(Collected data entries)
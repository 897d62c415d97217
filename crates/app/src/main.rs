fn main() {
    if let Err(error) = hailoseg_app::run_from_env() {
        tracing::error!("{error:#}");
        std::process::exit(1);
    }
}
#[repr(C)]
#[derive(Debug, Clone, Copy, Default)]
pub struct PipelineStatsDto {
    pub write: StageStatsDto,
    pub read_join: StageStatsDto,
    pub post: StageStatsDto,
    pub callback: StageStatsDto,
    pub total: StageStatsDto,
    pub in_flight: u64,
    pub dropped_total: u64,
}

impl From<&PipelineStats> for PipelineStatsDto {
    fn from(s: &PipelineStats) -> Self {
        Self {
            write: StageStatsDto::from(s.write.as_ref()),
            read_join: StageStatsDto::from(s.read_join.as_ref()),
            post: StageStatsDto::from(s.post.as_ref()),
            callback: StageStatsDto::from(s.callback.as_ref()),
            total: StageStatsDto::from(s.total.as_ref()),
            in_flight: s.in_flight(),
            dropped_total: s.dropped_total(),
        }
    }
}

/// # Safety
/// `handle` must be a live pointer from a delivered callback.
#[no_mangle]
pub unsafe extern "C" fn result_count(handle: *mut SegmentationResult) -> usize {
    handle.as_ref().map(|r| r.len()).unwrap_or(0)
}

/// Returns a pointer to the segment at `index`, valid as long as `handle`
/// has not been disposed. Null if `handle` is null or `index` is out of range.
///
/// # Safety
/// `handle` must be a live pointer from a delivered callback.
#[no_mangle]
pub unsafe extern "C" fn result_get(handle: *mut SegmentationResult, index: usize) -> *const Segment {
    match handle.as_ref() {
        Some(result) => result.segments.get(index).map(|s| s as *const Segment).unwrap_or(ptr::null()),
        None => ptr::null(),
    }
}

What to work on:
For the word "main", count the lines of the data that contain it and state only that count.

Exercise solution:
2